When you’re told to go into the sporting arena alongside girls that call themselves names such as Malice N’ Mayhem, Killer Bones and Lambikini, it’s not exactly a decision you take lightly.
And with a sporting background that involves the somewhat girlier domains of netball and jazz ballet, I wasn’t really sure it was somewhere I belonged.
But with my helmet and mouthguard packed, worker’s compensation form ready to be filled out and boyfriend on call to drive me to the hospital, I stepped on to the turf of the Reef City Roller Girls.
"Hi, I’m Grace from The Cairns Post. I’ve come to skate with you guys today," I utter tentatively to a woman with hot pink hair and tattoo-covered arms.
She breaks into a big smile. "Hey Grace, I’m Denise – well DiePolar B...h. I wasn’t sure what size skates you were so I’ve got three pairs and all your safety gear. Let me know whatever you need."
She couldn’t have been nicer and more helpful. This was not what I expected.
But it is stereotypes like my own that these girls are fighting to shrug off.
"People think we’re angry, man-hating lesbians that don’t shave their armpits, but we’re not, we’re empowered women and I think we show it doesn’t matter where you come from as long as you’re in control of your empowerment," DiePolar tells me later.
"It’s about breaking that stereotype.
"I look at all of these girls and they all offer something else, they’re all so different."
DiePolar (they all prefer to go by their derby names when they’re practising and competing) is secretary of the Roller Girls League and points out a few of the girls to me.

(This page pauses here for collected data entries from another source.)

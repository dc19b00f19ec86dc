//! Request authentication helpers
//!
//! The authoritative per-route policy table lives in `routes.rs`; these
//! helpers are what its entries resolve to. A caller authenticates with
//! the `girok_session` cookie (edge) or a Bearer access token (API
//! clients). Bearer tokens are checked against the revocation list
//! fail-secure: if the cache cannot answer, the token is treated as
//! revoked.

use actix_web::HttpRequest;
use girok_core::entities::session::{Session, SESSION_COOKIE};
use uuid::Uuid;

use crate::middleware::error_handler::{ApiError, ApiResult};
use crate::state::AppState;

/// Resolve the calling session from cookie or Bearer token
pub async fn require_session(req: &HttpRequest, state: &AppState) -> ApiResult<Session> {
    if let Some(cookie) = req.cookie(SESSION_COOKIE) {
        let session_id = Uuid::parse_str(cookie.value()).map_err(|_| ApiError::Unauthorized)?;
        return state.sessions().validate(session_id).await;
    }

    if let Some(token) = bearer_token(req) {
        let claims = state
            .tokens()
            .validate(&token)
            .map_err(|_| ApiError::Unauthorized)?;

        // Fail-secure: a cache error means unknown revocation state,
        // which must read as revoked
        let revoked = state
            .cache()
            .is_token_revoked(&claims.jti)
            .await
            .map_err(|e| {
                tracing::warn!(error = %e, "revocation lookup failed, treating token as revoked");
                ApiError::Unauthorized
            })?;
        if revoked {
            return Err(ApiError::Unauthorized);
        }

        let session_id = Uuid::parse_str(&claims.sid).map_err(|_| ApiError::Unauthorized)?;
        return state.sessions().validate(session_id).await;
    }

    Err(ApiError::Unauthorized)
}

/// Resolve a session and require its MFA gate to be satisfied
pub async fn require_verified_session(
    req: &HttpRequest,
    state: &AppState,
) -> ApiResult<Session> {
    let session = require_session(req, state).await?;
    if !session.is_fully_authenticated() {
        return Err(ApiError::Unauthorized);
    }
    Ok(session)
}

/// Validate the `X-Service-Id` header against the service registry
pub async fn require_service_id(req: &HttpRequest, state: &AppState) -> ApiResult<Uuid> {
    let raw = header_value(req, "X-Service-Id").ok_or(ApiError::Unauthorized)?;
    let service_id = Uuid::parse_str(&raw).map_err(|_| ApiError::Unauthorized)?;

    if !state.registry().is_known(service_id).await? {
        return Err(ApiError::Unauthorized);
    }
    Ok(service_id)
}

/// Identity context for moderation endpoints
pub fn require_operator_id(req: &HttpRequest) -> ApiResult<Uuid> {
    parse_uuid_header(req, "X-Operator-Id")
}

pub fn require_subject_id(req: &HttpRequest) -> ApiResult<Uuid> {
    parse_uuid_header(req, "X-Subject-Id")
}

fn parse_uuid_header(req: &HttpRequest, name: &str) -> ApiResult<Uuid> {
    let raw = header_value(req, name).ok_or(ApiError::Unauthorized)?;
    Uuid::parse_str(&raw).map_err(|_| ApiError::Unauthorized)
}

fn header_value(req: &HttpRequest, name: &str) -> Option<String> {
    req.headers()
        .get(name)
        .and_then(|value| value.to_str().ok())
        .map(|s| s.trim().to_string())
        .filter(|s| !s.is_empty())
}

fn bearer_token(req: &HttpRequest) -> Option<String> {
    let value = header_value(req, "Authorization")?;
    value
        .strip_prefix("Bearer ")
        .map(|token| token.trim().to_string())
        .filter(|token| !token.is_empty())
}

/// Client metadata captured on auth-sensitive requests
#[derive(Debug, Clone, Default)]
pub struct ClientInfo {
    pub ip_address: Option<String>,
    pub user_agent: Option<String>,
}

impl ClientInfo {
    pub fn from_request(req: &HttpRequest) -> Self {
        Self {
            ip_address: extract_ip_address(req),
            user_agent: header_value(req, "User-Agent"),
        }
    }
}

/// Extract the client IP, preferring proxy headers
fn extract_ip_address(req: &HttpRequest) -> Option<String> {
    if let Some(forwarded_for) = header_value(req, "X-Forwarded-For") {
        if let Some(ip) = forwarded_for.split(',').next() {
            return Some(ip.trim().to_string());
        }
    }

    if let Some(real_ip) = header_value(req, "X-Real-IP") {
        return Some(real_ip);
    }

    req.connection_info()
        .realip_remote_addr()
        .map(|ip| ip.to_string())
}

#[cfg(test)]
mod tests {
    use super::*;
    use actix_web::test;

    #[actix_web::test]
    async fn test_uuid_header_parsing() {
        let req = test::TestRequest::get().to_http_request();
        assert!(require_operator_id(&req).is_err());

        let id = Uuid::new_v4();
        let req = test::TestRequest::get()
            .insert_header(("X-Operator-Id", id.to_string()))
            .to_http_request();
        assert_eq!(require_operator_id(&req).unwrap(), id);

        let req = test::TestRequest::get()
            .insert_header(("X-Subject-Id", "not-a-uuid"))
            .to_http_request();
        assert!(require_subject_id(&req).is_err());
    }

    #[actix_web::test]
    async fn test_bearer_token_extraction() {
        let req = test::TestRequest::get()
            .insert_header(("Authorization", "Bearer abc.def.ghi"))
            .to_http_request();
        assert_eq!(bearer_token(&req), Some("abc.def.ghi".to_string()));

        let req = test::TestRequest::get()
            .insert_header(("Authorization", "Basic dGVzdA=="))
            .to_http_request();
        assert_eq!(bearer_token(&req), None);

        let req = test::TestRequest::get()
            .insert_header(("Authorization", "Bearer "))
            .to_http_request();
        assert_eq!(bearer_token(&req), None);
    }

    #[actix_web::test]
    async fn test_forwarded_ip_precedence() {
        let req = test::TestRequest::get()
            .insert_header(("X-Forwarded-For", "203.0.113.7, 10.0.0.1"))
            .insert_header(("X-Real-IP", "10.0.0.2"))
            .to_http_request();
        assert_eq!(extract_ip_address(&req), Some("203.0.113.7".to_string()));
    }
}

"She’s a nurse, that girl over there is a police officer, she’s a dental nurse, there’s a few mums."
Skates, knee-pads and wrist-guards donned, I struggle to my feet like a newborn puppy on kitchen tiles and wait for the mayhem to begin.
But as I stagger my way around the ring, there is no one attempting Greg Inglis-style shoulder-charges and no one trying to mow me down and use my body as a practice jump.
I find out afterwards, this is because the rules of the sport, particularly for beginners, are incredibly strict.
Along with having to wade through a 40-page rule book, "Raw Meat" and "Fresh Meat" skaters also have to pass a skating and a written test before they are allowed anywhere near a "bout".
One of these skating tests includes trying to complete 25 laps of the track within five minutes. I gave it a go and made to 11. Barely.
The ladies tell me it can take weeks or months to get to that level and everyone progresses at different speeds.
Mother-of-two Brenda Hill, or BooZuka, is in the Fresh Meat group after she took up the sport late last year and is waiting to pass her practical test before making her bout debut.
"I’m petrified (about my first bout), but I’m looking forward to it," she says.
"It’s the only full contact women’s sport in the world and that’s why there’s so much safety," she says.
"I admit that when I told them (my family) about it they were a bit worried I’d get hurt, but they know how much I love it so it’s OK.
"For me I was only a mum and I didn’t really get to have a name, so it was a release and getting to do something for myself."
The concept of "having an outlet" seems to be a fairly common theme for most of the women involved in the sport in Cairns and according to James Cook University sports psychology expert, Joann Lukins, this is true of many sports people.
"There’s a lot of preparation needed to get ready to go out on to the track and it’s almost like you also need to step into a persona to take out there which lets you do things you wouldn’t do in regular life," she says.
"You’re using a persona to enhance your self-esteem, build confidence and get ready to compete.
"It’s a great forum to explore other aspects of ourselves. And as long as the persona is consistent with ourselves I can’t see anything wrong with it and if it helps build self-esteem and confidence, that’s great."
The sport has become a worldwide phenomenon where players can register their bout names on a site, ensuring their individuality.
DiePolar emphasised how much their names and the numbers they have on the back of their shirts mean to each girl.
She sports the number 85 in recognition of the number of kilograms she lost after taking up the sport almost two years ago.
"Every name and number is strategic. It’s someone we can create on the track that we can’t be in real life," she says.
"I am a b...h so I thought I’m going to own it, and I’m a bit bi-polar on the track. I can come here and yell and scream and that’s OK, but I couldn’t do that during the day at work.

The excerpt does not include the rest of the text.